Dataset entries
================================

pub mod dashboard;
pub mod dmca_templates;
pub mod health;
pub mod scan_requests;
pub mod scan_results;
pub mod takedowns;
pub mod users;

use axum::Router;

use crate::state::AppState;

/// Build the `/api/v1` route tree.
///
/// Route hierarchy:
///
/// ```text
/// /dashboard/stats                                 admin summary counters
///
/// /users                                           list, create
/// /users/{id}                                      change plan (PATCH)
/// /users/{id}/scan-requests                        a user's requests
///
/// /scan-requests                                   submit (POST)
/// /scan-requests/pending                           review queue
/// /scan-requests/{id}                              get
/// /scan-requests/{id}/status                       decide (PATCH)
/// /scan-requests/{id}/approve                      approve with findings (POST)
/// /scan-requests/{id}/reject                       reject (POST)
/// /scan-requests/{id}/results                      findings for a request
///
/// /scan-results                                    submit findings (POST)
///
/// /takedown-requests                               list (?platform=), create
/// /takedown-requests/{id}                          get
/// /takedown-requests/{id}/status                   set status (PATCH)
/// /takedown-requests/{id}/dmca-draft               render notice (POST)
/// /takedown-requests/{id}/dmca-filing              record filing (POST)
///
/// /dmca-templates                                  list, create
/// /dmca-templates/{id}                             get, update, delete
/// /dmca-templates/{id}/copy                        body text (GET)
/// /dmca-templates/{id}/render                      fill placeholders (POST)
/// ```
pub fn api_routes() -> Router<AppState> {
    Router::new()
        .nest("/dashboard", dashboard::router())
        .nest("/users", users::router())
        .nest("/scan-requests", scan_requests::router())
        .nest("/scan-results", scan_results::router())
        .nest("/takedown-requests", takedowns::router())
        .nest("/dmca-templates", dmca_templates::router())
}
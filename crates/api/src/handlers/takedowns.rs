//! Handlers for the `/takedown-requests` resource.
//!
//! Operators may move a takedown to any status; there is no transition table.
//! DMCA filing is simulated: a reference is recorded locally and no request
//! leaves the service.

use std::collections::HashMap;

use axum::extract::{Path, Query, State};
use axum::http::StatusCode;
use axum::Json;
use chrono::Utc;
use guardian_core::dmca::{
    extract_placeholders, render, render_template, RenderedNotice, GENERIC_NOTICE_TEMPLATE,
    OWNER_NAME_FALLBACK, TOKEN_CONTENT_URL, TOKEN_PLATFORM, TOKEN_USER_NAME,
};
use guardian_core::error::CoreError;
use guardian_core::platform::Platform;
use guardian_core::scan_request::normalize_notes;
use guardian_core::takedown::{
    dmca_reference, filing_notice, status_change_notice, validate_new_takedown, TakedownStatus,
};
use guardian_core::types::DbId;
use guardian_db::models::takedown::{CreateTakedownRequest, TakedownRequest};
use guardian_db::repositories::{ScanResultRepo, TakedownRepo};
use serde::{Deserialize, Serialize};

use crate::error::{AppError, AppResult};
use crate::handlers::users::{ensure_user_exists, quota_outcome};
use crate::query::PlatformFilterParams;
use crate::response::DataResponse;
use crate::state::AppState;

// ---------------------------------------------------------------------------
// Request / response types
// ---------------------------------------------------------------------------

/// Request body for `POST /takedown-requests`.
#[derive(Debug, Deserialize)]
pub struct CreateTakedownBody {
    pub user_id: DbId,
    pub scan_result_id: Option<DbId>,
    pub url: String,
    pub platform: String,
    pub violation: String,
    pub evidence: Option<String>,
    pub notes: Option<String>,
    pub approved_by: Option<DbId>,
}

/// Request body for `PATCH /takedown-requests/{id}/status`.
#[derive(Debug, Deserialize)]
pub struct UpdateTakedownStatusBody {
    pub status: String,
}

/// Request body for `POST /takedown-requests/{id}/dmca-draft`.
#[derive(Debug, Default, Deserialize)]
pub struct DraftNoticeBody {
    /// Extra placeholder values. These override the ones derived from the
    /// takedown row.
    #[serde(default)]
    pub values: HashMap<String, String>,
}

/// Request body for `POST /takedown-requests/{id}/dmca-filing`.
#[derive(Debug, Default, Deserialize)]
pub struct FileNoticeBody {
    pub notice: Option<String>,
}

/// A takedown after an operator action, with the confirmation to display.
#[derive(Debug, Serialize)]
pub struct TakedownNotice {
    pub takedown: TakedownRequest,
    pub message: String,
}

/// A notice draft for a takedown.
#[derive(Debug, Serialize)]
pub struct NoticeDraft {
    /// Template used, or `None` when the generic notice was rendered.
    pub template_id: Option<String>,
    #[serde(flatten)]
    pub notice: RenderedNotice,
}

// ---------------------------------------------------------------------------
// Handlers
// ---------------------------------------------------------------------------

/// GET /api/v1/takedown-requests?platform=YouTube
///
/// Newest first. `platform=All` (or no parameter) lists every platform.
pub async fn list_takedowns(
    State(state): State<AppState>,
    Query(params): Query<PlatformFilterParams>,
) -> AppResult<Json<DataResponse<Vec<TakedownRequest>>>> {
    let takedowns = TakedownRepo::list(&state.pool, params.platform()).await?;
    Ok(Json(DataResponse { data: takedowns }))
}

/// POST /api/v1/takedown-requests
///
/// Open a takedown for a user, optionally linked to a scan result. The
/// owner's email is copied onto the row and the plan's takedown limit applies.
pub async fn create_takedown(
    State(state): State<AppState>,
    Json(input): Json<CreateTakedownBody>,
) -> AppResult<(StatusCode, Json<DataResponse<TakedownRequest>>)> {
    validate_new_takedown(&input.url, &input.violation)?;
    let platform: Platform = input.platform.parse()?;

    let user = ensure_user_exists(&state, input.user_id).await?;
    if let Some(result_id) = input.scan_result_id {
        ScanResultRepo::find_by_id(&state.pool, result_id)
            .await?
            .ok_or(AppError::Core(CoreError::NotFound {
                entity: "ScanResult",
                id: result_id,
            }))?;
    }

    let dto = CreateTakedownRequest {
        user_id: user.id,
        scan_result_id: input.scan_result_id,
        url: input.url.trim().to_string(),
        notes: normalize_notes(input.notes),
        user_email: user.email,
        platform: platform.as_str().to_string(),
        violation: input.violation.trim().to_string(),
        evidence: normalize_notes(input.evidence),
        approved_by: input.approved_by,
    };

    let outcome = TakedownRepo::create_within_plan(&state.pool, &dto).await?;
    let takedown = quota_outcome(outcome, "takedowns", dto.user_id)?;

    tracing::info!(
        takedown_id = takedown.id,
        user_id = takedown.user_id,
        platform = %takedown.platform,
        "Takedown request created"
    );

    Ok((StatusCode::CREATED, Json(DataResponse { data: takedown })))
}

/// GET /api/v1/takedown-requests/{id}
pub async fn get_takedown(
    State(state): State<AppState>,
    Path(id): Path<DbId>,
) -> AppResult<Json<DataResponse<TakedownRequest>>> {
    let takedown = ensure_takedown_exists(&state, id).await?;
    Ok(Json(DataResponse { data: takedown }))
}

/// PATCH /api/v1/takedown-requests/{id}/status
///
/// Set any status. Accepts stored values (`in-process`) or labels
/// (`In Process`).
pub async fn update_takedown_status(
    State(state): State<AppState>,
    Path(id): Path<DbId>,
    Json(input): Json<UpdateTakedownStatusBody>,
) -> AppResult<Json<DataResponse<TakedownNotice>>> {
    let status: TakedownStatus = input.status.parse()?;

    let takedown =
        TakedownRepo::update_status(&state.pool, id, status.as_str(), status.is_completed())
            .await?
            .ok_or(AppError::Core(CoreError::NotFound {
                entity: "TakedownRequest",
                id,
            }))?;

    tracing::info!(takedown_id = id, status = status.as_str(), "Takedown status updated");

    Ok(Json(DataResponse {
        data: TakedownNotice {
            takedown,
            message: status_change_notice(status),
        },
    }))
}

/// POST /api/v1/takedown-requests/{id}/dmca-draft
///
/// Render the DMCA template for the takedown's platform, or the generic
/// notice when no template covers it.
pub async fn draft_dmca_notice(
    State(state): State<AppState>,
    Path(id): Path<DbId>,
    body: Option<Json<DraftNoticeBody>>,
) -> AppResult<Json<DataResponse<NoticeDraft>>> {
    let input = body.map(|Json(body)| body).unwrap_or_default();
    let takedown = ensure_takedown_exists(&state, id).await?;

    let mut values = HashMap::from([
        (TOKEN_USER_NAME.to_string(), OWNER_NAME_FALLBACK.to_string()),
        (TOKEN_CONTENT_URL.to_string(), takedown.url.clone()),
        (TOKEN_PLATFORM.to_string(), takedown.platform.clone()),
    ]);
    values.extend(input.values);

    let templates = state.templates.read().await;
    let draft = match templates.find_for_platform(&takedown.platform) {
        Some(template) => NoticeDraft {
            template_id: Some(template.id.clone()),
            notice: render_template(template, &values),
        },
        None => NoticeDraft {
            template_id: None,
            notice: generic_notice(&takedown.platform, &values),
        },
    };

    Ok(Json(DataResponse { data: draft }))
}

/// POST /api/v1/takedown-requests/{id}/dmca-filing
///
/// Record a DMCA filing for the takedown. Nothing is sent to the platform.
pub async fn file_dmca_notice(
    State(state): State<AppState>,
    Path(id): Path<DbId>,
    body: Option<Json<FileNoticeBody>>,
) -> AppResult<Json<DataResponse<TakedownNotice>>> {
    let input = body.map(|Json(body)| body).unwrap_or_default();
    let reference = dmca_reference(id, Utc::now());

    let takedown = TakedownRepo::record_dmca_filing(&state.pool, id, &reference)
        .await?
        .ok_or(AppError::Core(CoreError::NotFound {
            entity: "TakedownRequest",
            id,
        }))?;

    tracing::info!(
        takedown_id = id,
        platform = %takedown.platform,
        dmca_reference = %reference,
        notice_len = input.notice.as_deref().map_or(0, str::len),
        "DMCA notice filed"
    );

    let message = filing_notice(&takedown.platform);
    Ok(Json(DataResponse {
        data: TakedownNotice { takedown, message },
    }))
}

// ---------------------------------------------------------------------------
// Helpers
// ---------------------------------------------------------------------------

async fn ensure_takedown_exists(state: &AppState, id: DbId) -> AppResult<TakedownRequest> {
    TakedownRepo::find_by_id(&state.pool, id)
        .await?
        .ok_or(AppError::Core(CoreError::NotFound {
            entity: "TakedownRequest",
            id,
        }))
}

fn generic_notice(platform: &str, values: &HashMap<String, String>) -> RenderedNotice {
    let body = render(GENERIC_NOTICE_TEMPLATE, values);
    let unresolved = extract_placeholders(&body);
    RenderedNotice {
        subject: format!("DMCA Takedown Notice - {platform}"),
        body,
        unresolved,
    }
}
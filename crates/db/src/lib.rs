//! PostgreSQL persistence for users, scan requests, scan results and
//! takedown requests.

use sqlx::postgres::PgPoolOptions;

pub mod models;
pub mod repositories;

pub type DbPool = sqlx::PgPool;

/// Create a connection pool from a database URL.
pub async fn create_pool(database_url: &str) -> Result<DbPool, sqlx::Error> {
    PgPoolOptions::new()
        .max_connections(20)
        .connect(database_url)
        .await
}

/// Round-trip a trivial query to verify the database is reachable.
pub async fn health_check(pool: &DbPool) -> Result<(), sqlx::Error> {
    sqlx::query("SELECT 1").execute(pool).await?;
    Ok(())
}

/// Version of the newest successfully applied migration, or `None` on an
/// empty database.
pub async fn schema_version(pool: &DbPool) -> Result<Option<i64>, sqlx::Error> {
    let (tracked,): (bool,) =
        sqlx::query_as("SELECT to_regclass('_sqlx_migrations') IS NOT NULL")
            .fetch_one(pool)
            .await?;
    if !tracked {
        return Ok(None);
    }

    let (version,): (Option<i64>,) =
        sqlx::query_as("SELECT MAX(version) FROM _sqlx_migrations WHERE success")
            .fetch_one(pool)
            .await?;
    Ok(version)
}

/// Apply all pending migrations from `db/migrations`.
pub async fn run_migrations(pool: &DbPool) -> Result<(), sqlx::migrate::MigrateError> {
    sqlx::migrate!("../../db/migrations").run(pool).await
}
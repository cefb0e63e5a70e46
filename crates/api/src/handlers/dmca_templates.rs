//! Handlers for the `/dmca-templates` resource.
//!
//! Templates live in process memory behind an `RwLock` and are reset to the
//! built-in set on restart.

use std::collections::HashMap;

use axum::extract::{Path, State};
use axum::http::StatusCode;
use axum::Json;
use chrono::Utc;
use guardian_core::dmca::{
    extract_placeholders, render_template, DmcaTemplate, RenderedNotice, TemplateDraft,
};
use serde::{Deserialize, Serialize};

use crate::error::AppResult;
use crate::response::DataResponse;
use crate::state::AppState;

/// Request body for `POST /dmca-templates/{id}/render`.
#[derive(Debug, Default, Deserialize)]
pub struct RenderBody {
    #[serde(default)]
    pub values: HashMap<String, String>,
}

/// A template with the placeholders its body uses.
#[derive(Debug, Serialize)]
pub struct TemplateDetail {
    #[serde(flatten)]
    pub template: DmcaTemplate,
    pub placeholders: Vec<String>,
}

impl From<DmcaTemplate> for TemplateDetail {
    fn from(template: DmcaTemplate) -> Self {
        let placeholders = extract_placeholders(&template.template);
        Self {
            template,
            placeholders,
        }
    }
}

/// Body text of a template, ready to paste elsewhere.
#[derive(Debug, Serialize)]
pub struct TemplateCopy {
    pub id: String,
    pub template: String,
}

/// GET /api/v1/dmca-templates
pub async fn list_templates(
    State(state): State<AppState>,
) -> Json<DataResponse<Vec<DmcaTemplate>>> {
    let templates = state.templates.read().await.list().to_vec();
    Json(DataResponse { data: templates })
}

/// POST /api/v1/dmca-templates
///
/// Platform, subject and body are all required.
pub async fn create_template(
    State(state): State<AppState>,
    Json(draft): Json<TemplateDraft>,
) -> AppResult<(StatusCode, Json<DataResponse<TemplateDetail>>)> {
    let template = state.templates.write().await.create(draft, Utc::now())?;

    tracing::info!(
        template_id = %template.id,
        platform = %template.platform,
        "DMCA template created"
    );

    Ok((StatusCode::CREATED, Json(DataResponse { data: template.into() })))
}

/// GET /api/v1/dmca-templates/{id}
pub async fn get_template(
    State(state): State<AppState>,
    Path(id): Path<String>,
) -> AppResult<Json<DataResponse<TemplateDetail>>> {
    let template = state.templates.read().await.get(&id)?.clone();
    Ok(Json(DataResponse { data: template.into() }))
}

/// PUT /api/v1/dmca-templates/{id}
///
/// Replace a template's fields in place. The id never changes.
pub async fn update_template(
    State(state): State<AppState>,
    Path(id): Path<String>,
    Json(draft): Json<TemplateDraft>,
) -> AppResult<Json<DataResponse<TemplateDetail>>> {
    let template = state
        .templates
        .write()
        .await
        .update(&id, draft, Utc::now())?;

    tracing::info!(template_id = %id, "DMCA template updated");

    Ok(Json(DataResponse { data: template.into() }))
}

/// DELETE /api/v1/dmca-templates/{id}
pub async fn delete_template(
    State(state): State<AppState>,
    Path(id): Path<String>,
) -> AppResult<StatusCode> {
    let removed = state.templates.write().await.delete(&id)?;

    tracing::info!(
        template_id = %removed.id,
        platform = %removed.platform,
        "DMCA template deleted"
    );

    Ok(StatusCode::NO_CONTENT)
}

/// GET /api/v1/dmca-templates/{id}/copy
pub async fn copy_template(
    State(state): State<AppState>,
    Path(id): Path<String>,
) -> AppResult<Json<DataResponse<TemplateCopy>>> {
    let template = state.templates.read().await.copy_body(&id)?;
    Ok(Json(DataResponse {
        data: TemplateCopy { id, template },
    }))
}

/// POST /api/v1/dmca-templates/{id}/render
///
/// Fill `{{token}}` placeholders. Tokens without a value stay in the body
/// and are listed under `unresolved`.
pub async fn render_dmca_template(
    State(state): State<AppState>,
    Path(id): Path<String>,
    body: Option<Json<RenderBody>>,
) -> AppResult<Json<DataResponse<RenderedNotice>>> {
    let input = body.map(|Json(body)| body).unwrap_or_default();
    let templates = state.templates.read().await;
    let notice = render_template(templates.get(&id)?, &input.values);
    Ok(Json(DataResponse { data: notice }))
}
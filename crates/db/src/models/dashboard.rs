//! Aggregate counts for the admin dashboard.

use serde::Serialize;
use sqlx::FromRow;

/// Persisted-entity counts. Template counts live in memory and are added by
/// the API layer.
#[derive(Debug, Clone, Default, FromRow, Serialize)]
pub struct DashboardCounts {
    pub pending_scans: i64,
    pub total_users: i64,
    pub takedowns_total: i64,
    pub takedowns_pending: i64,
    pub takedowns_in_process: i64,
    pub takedowns_success: i64,
    pub takedowns_failed: i64,
}
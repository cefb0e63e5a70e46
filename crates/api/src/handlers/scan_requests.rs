//! Handlers for the scan request approval workflow.
//!
//! Reviewers see pending requests, then approve (with findings) or reject
//! each one exactly once. Decisions only apply to rows still `pending`, so a
//! second reviewer racing the first gets 409 instead of overwriting.

use axum::extract::{Path, State};
use axum::http::StatusCode;
use axum::Json;
use guardian_core::error::CoreError;
use guardian_core::platform::{parse_platforms, platform_names};
use guardian_core::scan_request::{
    clean_purposes, normalize_notes, validate_new_request, validate_result_text, Priority,
    ReviewAction, ScanStatus,
};
use guardian_core::types::DbId;
use guardian_db::models::scan_request::{
    CreateScanRequest, PendingScanRequest, ScanApproval, ScanRequest,
};
use guardian_db::models::scan_result::{CreateScanResult, ScanResult};
use guardian_db::repositories::{ScanRequestRepo, ScanResultRepo};
use serde::{Deserialize, Serialize};

use crate::error::{AppError, AppResult, StoreResultExt};
use crate::handlers::users::quota_outcome;
use crate::response::DataResponse;
use crate::state::AppState;

// ---------------------------------------------------------------------------
// Request / response types
// ---------------------------------------------------------------------------

/// Request body for `POST /scan-requests`.
#[derive(Debug, Deserialize)]
pub struct CreateScanRequestBody {
    pub user_id: DbId,
    pub url: String,
    pub content_type: String,
    pub description: Option<String>,
    pub platforms: Vec<String>,
    #[serde(default)]
    pub purposes: Vec<String>,
    pub priority: Option<String>,
}

/// Request body for `PATCH /scan-requests/{id}/status`.
#[derive(Debug, Deserialize)]
pub struct UpdateStatusBody {
    pub action: ReviewAction,
    pub notes: Option<String>,
}

/// Request body for `POST /scan-requests/{id}/approve`.
#[derive(Debug, Deserialize)]
pub struct ApproveBody {
    pub notes: Option<String>,
    pub result: String,
    pub score: Option<String>,
    pub detection_type: Option<String>,
    pub platform: Option<String>,
    pub source_url: Option<String>,
    #[serde(default)]
    pub multiple_sources: Vec<String>,
    #[serde(default, alias = "image_url")]
    pub image_urls: Vec<String>,
}

/// Request body for `POST /scan-requests/{id}/reject`.
#[derive(Debug, Default, Deserialize)]
pub struct RejectBody {
    pub notes: Option<String>,
}

/// Acknowledgement returned after a status change.
#[derive(Debug, Serialize)]
pub struct StatusUpdated {
    pub success: bool,
    pub scan_request: ScanRequest,
}

// ---------------------------------------------------------------------------
// Handlers
// ---------------------------------------------------------------------------

/// GET /api/v1/scan-requests/pending
///
/// All pending requests with the owner's email and plan, oldest first.
pub async fn list_pending(
    State(state): State<AppState>,
) -> AppResult<Json<DataResponse<Vec<PendingScanRequest>>>> {
    let pending = ScanRequestRepo::list_pending(&state.pool)
        .await
        .or_store_error("Failed to fetch scan requests")?;

    Ok(Json(DataResponse { data: pending }))
}

/// POST /api/v1/scan-requests
///
/// Submit a new request for review. The owner's plan caps how many requests
/// they may submit in total.
pub async fn create_scan_request(
    State(state): State<AppState>,
    Json(input): Json<CreateScanRequestBody>,
) -> AppResult<(StatusCode, Json<DataResponse<ScanRequest>>)> {
    validate_new_request(&input.url, &input.content_type)?;
    let platforms = parse_platforms(&input.platforms)?;
    let priority = match input.priority.as_deref() {
        Some(raw) => raw.parse::<Priority>()?,
        None => Priority::Medium,
    };

    let dto = CreateScanRequest {
        user_id: input.user_id,
        url: input.url.trim().to_string(),
        content_type: input.content_type.trim().to_string(),
        description: normalize_notes(input.description),
        platforms: platform_names(&platforms),
        purposes: clean_purposes(&input.purposes),
        priority: priority.as_str().to_string(),
    };

    let outcome = ScanRequestRepo::create_within_plan(&state.pool, &dto).await?;
    let request = quota_outcome(outcome, "scans", dto.user_id)?;

    tracing::info!(
        scan_request_id = request.id,
        user_id = request.user_id,
        priority = %request.priority,
        "Scan request submitted"
    );

    Ok((StatusCode::CREATED, Json(DataResponse { data: request })))
}

/// GET /api/v1/scan-requests/{id}
pub async fn get_scan_request(
    State(state): State<AppState>,
    Path(id): Path<DbId>,
) -> AppResult<Json<DataResponse<ScanRequest>>> {
    let request = ensure_scan_request_exists(&state, id).await?;
    Ok(Json(DataResponse { data: request }))
}

/// PATCH /api/v1/scan-requests/{id}/status
///
/// Record a reviewer decision. Blank notes are stored as NULL.
pub async fn update_status(
    State(state): State<AppState>,
    Path(id): Path<DbId>,
    Json(input): Json<UpdateStatusBody>,
) -> AppResult<Json<DataResponse<StatusUpdated>>> {
    let target = input.action.target_status();
    let notes = normalize_notes(input.notes);

    let request = decide(&state, id, target, notes.as_deref()).await?;

    tracing::info!(
        scan_request_id = id,
        action = input.action.as_str(),
        status = target.as_str(),
        "Scan request decided"
    );

    Ok(Json(DataResponse {
        data: StatusUpdated {
            success: true,
            scan_request: request,
        },
    }))
}

/// POST /api/v1/scan-requests/{id}/approve
///
/// Approve a pending request and store its findings in one transaction.
/// The findings are validated before anything is written.
pub async fn approve(
    State(state): State<AppState>,
    Path(id): Path<DbId>,
    Json(input): Json<ApproveBody>,
) -> AppResult<Json<DataResponse<ScanApproval>>> {
    validate_result_text(&input.result)?;
    let notes = normalize_notes(input.notes);

    let findings = CreateScanResult {
        scan_request_id: id,
        result: input.result,
        score: input.score,
        detection_type: input.detection_type,
        platform: input.platform,
        source_url: input.source_url,
        multiple_sources: input.multiple_sources,
        image_urls: input.image_urls,
    };

    let approval =
        match ScanRequestRepo::approve_with_result(&state.pool, id, notes.as_deref(), &findings)
            .await
            .or_store_error("Failed to update scan request")?
        {
            Some(approval) => approval,
            None => return Err(undecidable(&state, id).await),
        };

    tracing::info!(
        scan_request_id = id,
        scan_result_id = approval.result.id,
        action = ReviewAction::Approve.as_str(),
        status = ScanStatus::Approved.as_str(),
        "Scan request approved with findings"
    );

    Ok(Json(DataResponse { data: approval }))
}

/// POST /api/v1/scan-requests/{id}/reject
///
/// Reject a pending request. No scan result is written.
pub async fn reject(
    State(state): State<AppState>,
    Path(id): Path<DbId>,
    body: Option<Json<RejectBody>>,
) -> AppResult<Json<DataResponse<ScanRequest>>> {
    let input = body.map(|Json(body)| body).unwrap_or_default();
    let notes = normalize_notes(input.notes);
    let request = decide(&state, id, ScanStatus::Rejected, notes.as_deref()).await?;

    tracing::info!(
        scan_request_id = id,
        action = ReviewAction::Reject.as_str(),
        status = ScanStatus::Rejected.as_str(),
        "Scan request rejected"
    );

    Ok(Json(DataResponse { data: request }))
}

/// GET /api/v1/scan-requests/{id}/results
pub async fn list_results(
    State(state): State<AppState>,
    Path(id): Path<DbId>,
) -> AppResult<Json<DataResponse<Vec<ScanResult>>>> {
    ensure_scan_request_exists(&state, id).await?;

    let results = ScanResultRepo::list_for_request(&state.pool, id).await?;
    Ok(Json(DataResponse { data: results }))
}

/// POST /api/v1/scan-results
///
/// Store findings as given. Only the parent request's existence is checked.
pub async fn submit_scan_result(
    State(state): State<AppState>,
    Json(input): Json<CreateScanResult>,
) -> AppResult<(StatusCode, Json<DataResponse<ScanResult>>)> {
    ScanRequestRepo::find_by_id(&state.pool, input.scan_request_id)
        .await
        .or_store_error("Failed to submit scan results")?
        .ok_or(AppError::Core(CoreError::NotFound {
            entity: "ScanRequest",
            id: input.scan_request_id,
        }))?;

    let result = ScanResultRepo::create(&state.pool, &input)
        .await
        .or_store_error("Failed to submit scan results")?;

    tracing::info!(
        scan_request_id = result.scan_request_id,
        scan_result_id = result.id,
        sources = result.multiple_sources.len(),
        images = result.image_urls.len(),
        "Scan results submitted"
    );

    Ok((StatusCode::CREATED, Json(DataResponse { data: result })))
}

// ---------------------------------------------------------------------------
// Helpers
// ---------------------------------------------------------------------------

/// Load a scan request or fail with 404.
async fn ensure_scan_request_exists(state: &AppState, id: DbId) -> AppResult<ScanRequest> {
    ScanRequestRepo::find_by_id(&state.pool, id)
        .await?
        .ok_or(AppError::Core(CoreError::NotFound {
            entity: "ScanRequest",
            id,
        }))
}

/// Move a pending request to a terminal status.
async fn decide(
    state: &AppState,
    id: DbId,
    target: ScanStatus,
    notes: Option<&str>,
) -> AppResult<ScanRequest> {
    match ScanRequestRepo::update_status(&state.pool, id, target.as_str(), notes)
        .await
        .or_store_error("Failed to update scan request")?
    {
        Some(request) => Ok(request),
        None => Err(undecidable(state, id).await),
    }
}

/// Explain why a guarded update touched no row: the id is unknown (404) or
/// the request was already decided (409).
async fn undecidable(state: &AppState, id: DbId) -> AppError {
    let existing = match ScanRequestRepo::find_by_id(&state.pool, id)
        .await
        .or_store_error("Failed to update scan request")
    {
        Ok(existing) => existing,
        Err(err) => return err,
    };

    match existing {
        None => AppError::Core(CoreError::NotFound {
            entity: "ScanRequest",
            id,
        }),
        Some(request) => {
            tracing::warn!(
                scan_request_id = id,
                status = %request.status,
                "Decision on an already decided scan request"
            );
            AppError::Core(CoreError::Conflict(format!(
                "Scan request {id} is already {}",
                request.status
            )))
        }
    }
}
//! Route definitions for the `/takedown-requests` resource.

use axum::routing::{get, patch, post};
use axum::Router;

use crate::handlers::takedowns;
use crate::state::AppState;

/// Routes mounted at `/takedown-requests`.
///
/// ```text
/// GET    /                             -> list_takedowns (?platform=)
/// POST   /                             -> create_takedown
/// GET    /{id}                         -> get_takedown
/// PATCH  /{id}/status                  -> update_takedown_status
/// POST   /{id}/dmca-draft              -> draft_dmca_notice
/// POST   /{id}/dmca-filing             -> file_dmca_notice
/// ```
pub fn router() -> Router<AppState> {
    Router::new()
        .route(
            "/",
            get(takedowns::list_takedowns).post(takedowns::create_takedown),
        )
        .route("/{id}", get(takedowns::get_takedown))
        .route("/{id}/status", patch(takedowns::update_takedown_status))
        .route("/{id}/dmca-draft", post(takedowns::draft_dmca_notice))
        .route("/{id}/dmca-filing", post(takedowns::file_dmca_notice))
}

================================

» **Task prompt**
Would you please copy all lines in the data that contain the word "ScanStatus"?

» **Exercise solution**
    ReviewAction, ScanStatus,
        status = ScanStatus::Approved.as_str(),
    let request = decide(&state, id, ScanStatus::Rejected, notes.as_deref()).await?;
        status = ScanStatus::Rejected.as_str(),
    target: ScanStatus,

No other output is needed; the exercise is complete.